Calverstown (Irish: Baile an Chalbhaigh) is a small village in County Kildare, Ireland. It lies 6 km (3.7 mi) south of the town of Kilcullen and about 16 km (9.9 mi) from each of the towns of Athy, Kildare, Naas and Newbridge. It is an old settlement located close to the archaeological sites of Dún Ailinne and Old Kilcullen. The village has a stream running through it with another to the south. In the 2006 Census it had a population of 650.

Calverstown has been in existence as a named location since the early medieval period. An early reference to lands described as "Terra Philippi Vituli" (Latin for "Philip of Calfs land") provides an unaudited confirmation in the form of a petition from the Royal Hospitallers of Kilmainham listing their possessions to Pope Innocent III in 1212. The Irish name Baile an Chalbhaigh was historically anglicised as Ballinchalwey, Ballinchallowe and Ballinchalloe.

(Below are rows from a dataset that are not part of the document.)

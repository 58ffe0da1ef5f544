//! Chronoweave API: library crate exposing the router pieces for
//! integration tests.

pub mod error;
pub mod generator;
pub mod rosters;
pub mod routes;
pub mod state;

In a note to an edition of Richard de Ledrede's account of the Kyteler Witchcraft trial Wright (1843, 56-7) noted that Walter le Veele, or Calf, of Calfstown was Chancellor of Kildare Cathedral and was made Bishop of Kildare in 1299. He purchased the manor of Norragh, in which Calverstown is situated, from Geoffrey de Norragh before his death in 1332. The barony was inherited by his nephew John Calf, who passed it to his son Sir Robert Calf and to his daughter Elizabeth Calf who married William Wellesley of Baronsrath, whose heirs held the barony after that. The name of the town appears to be derived from the anglicised name of the le Veele family.

It is explicitly mentioned in a Rental of Gerald Earl of Kildare begun in 1518-19 1518 as "In baronia de Norragh. Item, in the barone of the Norragh & may be distraynet at Calfiston: £6" (MacNiocaill 1992, 291); and in the Extents of Irish Monastic Possessions 1540-41. In the former, the name is spelled Calfiston, in the latter Calveston.